Jeff had progressed from a rough frontier village with hogs wandering the streets, when it was incorporated in 1839, to a comfortable city of about twenty thousand industrious citizens whose lives depended on the red tape and regulations of civil service. The state’s seat of government had been moved to Jeff City from the temporary capital of St. Charles in 1826. Since then, there had been two capitol buildings lost to fires, the first one in 1837 and then again on the night of February 5, 1911, when a bolt of lightning struck the dome. Construction of the new capitol building, located on the site of the former statehouse at High Street between Broadway and Washington streets, had been completed in 1917, only eight years before Charley’s arrival. Built of almost eight hundred train carloads of stone and finished with Carthage marble that had been mined out of southwest Missouri, the four stories of the capitol rose above the river into a lanterned dome topped by a bronze statue of Ceres, the Roman goddess of agriculture. The nearby three-story governor’s mansion, erected in 1871 when the James gang was gathering a full head of steam, was enclosed with an ornamental iron fence and faced the capitol from the bluff overlooking the river.

Four blocks east of the mansion on Capitol Avenue was the state penitentiary. Authorized in 1832, it was the first state prison built west of the Mississippi River and originally consisted of a few small buildings on a quarter-acre lot surrounded by a wooden stockade.

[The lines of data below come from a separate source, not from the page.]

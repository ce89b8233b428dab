use std::collections::HashMap;
use std::sync::{Mutex, PoisonError};

use async_trait::async_trait;
use serde_json::Value;

use crate::errors::StoreError;
use crate::store::KeyValueStore;

/// Process-local store, used by tests and when no store path is configured.
#[derive(Default)]
pub struct MemoryStore {
    inner: Mutex<HashMap<String, Value>>,
}

impl MemoryStore {
    pub fn new() -> Self {
        Self::default()
    }

    pub fn with_entries<I>(entries: I) -> Self
    where
        I: IntoIterator<Item = (String, Value)>,
    {
        Self {
            inner: Mutex::new(entries.into_iter().collect()),
        }
    }

    pub fn len(&self) -> usize {
        self.inner
            .lock()
            .unwrap_or_else(PoisonError::into_inner)
            .len()
    }

    pub fn is_empty(&self) -> bool {
        self.len() == 0
    }
}

#[async_trait]
impl KeyValueStore for MemoryStore {
    async fn get(&self, key: &str) -> Result<Option<Value>, StoreError> {
        let guard = self.inner.lock().unwrap_or_else(PoisonError::into_inner);
        Ok(guard.get(key).cloned())
    }

    async fn set(&self, key: &str, value: Value) -> Result<(), StoreError> {
        let mut guard = self.inner.lock().unwrap_or_else(PoisonError::into_inner);
        guard.insert(key.to_string(), value);
        Ok(())
    }

    async fn remove(&self, key: &str) -> Result<(), StoreError> {
        let mut guard = self.inner.lock().unwrap_or_else(PoisonError::into_inner);
        guard.remove(key);
        Ok(())
    }
}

The state legislature set aside $25,000 to build a proper penitentiary in 1833. Construction of the prison was completed in 1836. When Wilson Edison, a twenty-two-year-old Tennessean sentenced from Greene County to two years and forty-five days of solitary confinement for stealing a thirty-nine-dollar watch, was received as the first prisoner on March 8, 1836—just two days after Mexican forces led by General Santa Anna breached the walls of the Alamo and killed all the defenders—the prison property had grown to four acres.

In December 1925, when Charley Floyd and the others attached to the chain of prisoners were delivered at the main gates, the state pen included more than thirty acres within the walls. There were more than three thousand inmates, and the population grew daily. The prisoners lived and worked in red and buff brick cell blocks, dormitories, factories, and other buildings surrounded by turreted limestone walls built by inmate labor. Heavily armed guards kept watch around the clock. Like the nearby capitol building, the penitentiary sprawled over a rocky point above the winding Missouri River, and below the bluffs, near the railroad tracks, were garment and shoe factories and the shops of the Missouri Pacific Railroad. At night, when they were tucked inside their dark cells, inmates lay on their bunks and listened for the passing trains. Above the nightmare cries and the snores, they heard the mournful whistles and they let their imaginations take them far away.

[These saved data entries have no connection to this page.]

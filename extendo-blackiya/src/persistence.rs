use std::sync::Arc;
use std::time::Duration;

use async_trait::async_trait;
use extendo_core_models::{ConversationPayload, TRANSLATIONS_API_PATH};
use extendo_storage::ExtensionSettings;
use reqwest::header::CONTENT_TYPE;
use reqwest::Client;
use tracing::{error, info};

use crate::errors::PersistenceError;

/// Destination of conversation payloads that passed every processing stage.
#[async_trait]
pub trait ConversationSink: Send + Sync {
    async fn save_conversation(
        &self,
        payload: &ConversationPayload,
        conversation_id: &str,
    ) -> Result<(), PersistenceError>;
}

pub fn translation_endpoint(api_instance: &str, translation_id: &str) -> String {
    format!(
        "{}{}/{}",
        api_instance.trim_end_matches('/'),
        TRANSLATIONS_API_PATH,
        urlencoding::encode(translation_id)
    )
}

/// POSTs payloads to `{base}/translations/{id}`. The base is read from settings
/// on every call so option changes apply without a restart.
#[derive(Clone)]
pub struct TranslationsClient {
    client: Client,
    settings: Arc<dyn ExtensionSettings>,
}

impl TranslationsClient {
    pub fn new(
        settings: Arc<dyn ExtensionSettings>,
        timeout: Duration,
    ) -> Result<Self, PersistenceError> {
        let client = Client::builder()
            .timeout(timeout)
            .build()
            .map_err(|err| PersistenceError::Client(err.to_string()))?;
        Ok(Self::with_client(client, settings))
    }

    pub fn with_client(client: Client, settings: Arc<dyn ExtensionSettings>) -> Self {
        Self { client, settings }
    }

    async fn post(&self, endpoint: &str, body: String) -> Result<(), PersistenceError> {
        let response = self
            .client
            .post(endpoint)
            .header(CONTENT_TYPE, "application/json")
            .body(body)
            .send()
            .await
            .map_err(|err| PersistenceError::Transport {
                endpoint: endpoint.to_string(),
                cause: err.to_string(),
            })?;

        let status = response.status();
        let response_body = response.text().await.unwrap_or_default();
        if !status.is_success() {
            if !response_body.is_empty() {
                error!(%endpoint, body = %response_body, "translation save failure response body");
            }
            return Err(PersistenceError::Status {
                endpoint: endpoint.to_string(),
                status: status.as_u16(),
                reason: status.canonical_reason().unwrap_or_default().to_string(),
            });
        }

        info!(
            %endpoint,
            status = status.as_u16(),
            response_bytes = response_body.len(),
            "translation POST completed"
        );
        Ok(())
    }
}

#[async_trait]
impl ConversationSink for TranslationsClient {
    async fn save_conversation(
        &self,
        payload: &ConversationPayload,
        conversation_id: &str,
    ) -> Result<(), PersistenceError> {
        let body = serde_json::to_string(payload)
            .map_err(|err| PersistenceError::Serialization(err.to_string()))?;

        let api_instance = self.settings.translations_api_instance().await?;
        if api_instance.is_empty() {
            error!(conversation_id, "translation save failed: api instance not configured");
            return Err(PersistenceError::NotConfigured);
        }

        let endpoint = translation_endpoint(&api_instance, conversation_id);
        info!(
            conversation_id,
            %endpoint,
            payload_keys = payload.len(),
            payload_bytes = body.len(),
            "saving conversation payload"
        );

        match self.post(&endpoint, body).await {
            Ok(()) => {
                info!(conversation_id, "saved conversation payload");
                Ok(())
            }
            Err(err) => {
                error!(conversation_id, error = %err, "translation save failed");
                Err(err)
            }
        }
    }
}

The penitentiary Charley Floyd would know as his home for the next several years was much improved from the old days when prisoners got little nourishing food and wore tattered clothes, but still the pen had many internal problems. Despite the fact that in 1917 there had been some reforms, including abolishment of the punishment known as the “rings,” which called for an inmate to be suspended by the wrists for long periods, the penitentiary was a harsh and cruel place. It was practically devoid of any hope or chance that the average inmate would be successfully rehabilitated.

Emma Goldman, the prominent political radical, and Kate Richards O’Hare, a St. Louis socialist organizer, were convicted under the Espionage Act of 1917 for their antiwar activities. They spent time in the women’s section of the Jefferson City prison. Both became outspoken critics of the state’s explosive prison labor system, which they called “slave labor.” Their letters to newspapers, magazines, congressmen, and state legislators brought national attention to this blatant misuse of convict labor.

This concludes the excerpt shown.